Yes once a zpool is created there is a way we can use the zpool and make a partition out of it using "zfs create -V". The newly created partition will be available on fdisk. Later the same partition can be formatted with ext4 and
used with ceph-osd.

I have also tried using a zfs filesystem in the zpool and mapped it with osd. When i run mkcephfs i get "error creating empty object store /osd.0: (22)
invalid argument

== osd.0 ===
2012-10-27 10:40:33.939961 7f6e6165d780 -1 filestore(/osd.0) mkjournal error
creating journal on /osd.0/journal: (22) Invalid argument
2012-10-27 10:40:33.939981 7f6e6165d780 -1 OSD::mkfs: FileStore::mkfs failed
with error -22
2012-10-27 10:40:33.940036 7f6e6165d780 -1 ** ERROR: error creating empty
object store in /osd.0: (22) Invalid argument
failed: '/sbin/mkcephfs -d /tmp/mkcephfs.3zqOx7Btvl --init-daemon osd.0'

Can you generate a log with 'debug filestore = 20' of this happening so we
can see exactly which operation is failing with -EINVAL?  There is
probably some ioctl or syscall that is going awry.

Thanks!
sage

Above issue was rectified with journal dio=false in ceph.conf

ceph status when used with zfs filesystem OSD dies on one node but its still up on other node.

# ceph -s
health HEALTH_WARN 407 pgs degraded; 169 pgs down; 169 pgs peering; 15 pgs recovering; 323 pgs stuck unclean; recovery 38/42 degraded (90.476%); 19/21 unfound (90.476%); 1/2 in osds are down monmap e1: 2 mons at {a=11.0.0.2:6789/0,b=11.0.0.3:6789/0}, election epoch 4, quorum 0,1 a,b
   osdmap e7: 2 osds: 1 up, 2 in
pgmap v10: 576 pgs: 15 active+recovering+degraded, 169 down+peering, 392 active+degraded; 8059 bytes data, 1004 MB used, 85683 MB / 86687 MB avail; 38/42 degraded (90.476%); 19/21 unfound (90.476%)
   mdsmap e5: 1/1/1 up {0=a=up:active}, 1 up:standby

Log file generated when 2 osd's where up and later it went down.

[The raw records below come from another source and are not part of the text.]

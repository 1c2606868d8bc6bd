//! Buffered duplex channel (C8): batches up to [`BATCH_MAX`] messages per
//! wire send. Built on `std::sync::mpsc`, per the threaded-runtime
//! substitution for `multiprocessing.Pipe` the design notes allow.

use std::sync::mpsc;
use std::time::Duration;

/// A sent "message" on the wire batches 1..=96 logical messages.
pub const BATCH_MAX: usize = 96;

/// Coordinator -> one worker, or worker -> coordinator on a private line.
pub struct BufferedSender<T> {
    tx: mpsc::Sender<Vec<T>>,
    buf: Vec<T>,
}

impl<T> BufferedSender<T> {
    pub fn new(tx: mpsc::Sender<Vec<T>>) -> Self {
        Self { tx, buf: Vec::new() }
    }

    pub fn send(&mut self, msg: T) {
        self.buf.push(msg);
        if self.buf.len() >= BATCH_MAX {
            self.flush();
        }
    }

    pub fn flush(&mut self) {
        if !self.buf.is_empty() {
            let batch = std::mem::take(&mut self.buf);
            // A closed receiver means the peer has already exited (e.g.
            // post-TERMINATE); dropping the batch is correct, not an error.
            let _ = self.tx.send(batch);
        }
    }
}

pub struct BufferedReceiver<T> {
    rx: mpsc::Receiver<Vec<T>>,
}

impl<T> BufferedReceiver<T> {
    pub fn new(rx: mpsc::Receiver<Vec<T>>) -> Self {
        Self { rx }
    }

    pub fn recv(&self) -> Option<Vec<T>> {
        self.rx.recv().ok()
    }
}

pub fn channel<T>() -> (BufferedSender<T>, BufferedReceiver<T>) {
    let (tx, rx) = mpsc::channel();
    (BufferedSender::new(tx), BufferedReceiver::new(rx))
}

/// A worker's outgoing line into the coordinator's single fan-in receiver,
/// tagged with the worker's id so the coordinator knows which channel to
/// reply on.
pub struct TaggedSender<T> {
    id: usize,
    tx: mpsc::Sender<(usize, Vec<T>)>,
    buf: Vec<T>,
}

impl<T> TaggedSender<T> {
    pub fn send(&mut self, msg: T) {
        self.buf.push(msg);
        if self.buf.len() >= BATCH_MAX {
            self.flush();
        }
    }

    pub fn flush(&mut self) {
        if !self.buf.is_empty() {
            let batch = std::mem::take(&mut self.buf);
            let _ = self.tx.send((self.id, batch));
        }
    }
}

/// The coordinator's single receive end for all workers' [`TaggedSender`]s.
pub struct FanInReceiver<T> {
    rx: mpsc::Receiver<(usize, Vec<T>)>,
}

impl<T> FanInReceiver<T> {
    /// Blocks up to `timeout` for the next batch from any worker.
    pub fn recv_timeout(&self, timeout: Duration) -> Option<(usize, Vec<T>)> {
        self.rx.recv_timeout(timeout).ok()
    }
}

pub fn fan_in<T>() -> (mpsc::Sender<(usize, Vec<T>)>, FanInReceiver<T>) {
    let (tx, rx) = mpsc::channel();
    (tx, FanInReceiver { rx })
}

pub fn tagged_sender<T>(id: usize, tx: mpsc::Sender<(usize, Vec<T>)>) -> TaggedSender<T> {
    TaggedSender { id, tx, buf: Vec::new() }
}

2012-10-27 11:14:07.152741 mon.0 11.0.0.2:6789/0 27 : [INF] osdmap e5: 2 osds: 2 up, 2 in 2012-10-27 11:14:07.192719 mon.0 11.0.0.2:6789/0 28 : [INF] pgmap v6: 576 pgs: 576 creating; 0 bytes data, 0 KB used, 0 KB / 0 KB avail 2012-10-27 11:14:12.007671 mon.0 11.0.0.2:6789/0 29 : [INF] pgmap v7: 576 pgs: 272 creating, 43 active, 253 active+clean, 8 active+recovering; 1243 bytes data, 1003 MB used, 85684 MB / 86687 MB avail; 9/18 degraded (50.000%) 2012-10-27 11:14:32.014302 mon.0 11.0.0.2:6789/0 30 : [DBG] osd.0 11.0.0.2:6801/24250 reported failed by osd.1 11.0.0.3:6801/8443 2012-10-27 11:14:37.033547 mon.0 11.0.0.2:6789/0 31 : [DBG] osd.0 11.0.0.2:6801/24250 reported failed by osd.1 11.0.0.3:6801/8443 2012-10-27 11:14:42.060678 mon.0 11.0.0.2:6789/0 32 : [DBG] osd.0 11.0.0.2:6801/24250 reported failed by osd.1 11.0.0.3:6801/8443 2012-10-27 11:14:42.060827 mon.0 11.0.0.2:6789/0 33 : [INF] osd.0 11.0.0.2:6801/24250 failed (3 reports from 1 peers after 30.046376 >= grace 20.000000) 2012-10-27 11:14:42.157536 mon.0 11.0.0.2:6789/0 34 : [INF] osdmap e6: 2 osds: 1 up, 2 in

osd.0 dies after a while:

2012-10-27 11:19:46.751562 mon.0 11.0.0.2:6789/0 40 : [INF] osd.0 out (down for 304.604259) 2012-10-27 11:19:46.785574 mon.0 11.0.0.2:6789/0 41 : [INF] osdmap e8: 2 osds: 1 up, 1 in 2012-10-27 11:19:46.811588 mon.0 11.0.0.2:6789/0 42 : [INF] pgmap v12: 576 pgs: 15 active+recovering+degraded, 169 down+peering, 392 active+degraded; 8059 bytes data, 1004 MB used, 85683 MB / 86687 MB avail; 38/42 degraded (90.476%); 19/21 unfound (90.476%) 2012-10-27 11:19:49.591172 mon.0 11.0.0.2:6789/0 43 : [INF] pgmap v13: 576 pgs: 15 active+recovering+degraded, 169 down+peering, 392 active+degraded; 8059 bytes data, 1004 MB used, 85683 MB / 86687 MB avail; 38/42 degraded (90.476%); 19/21 unfound (90.476%) 2012-10-27 11:20:04.671337 mon.0 11.0.0.2:6789/0 44 : [INF] pgmap v14: 576 pgs: 15 active+recovering+degraded, 169 down+peering, 392 active+degraded; 8059 bytes data, 1004 MB used, 85683 MB / 86687 MB avail; 38/42 degraded (90.476%); 19/21 unfound (90.476%)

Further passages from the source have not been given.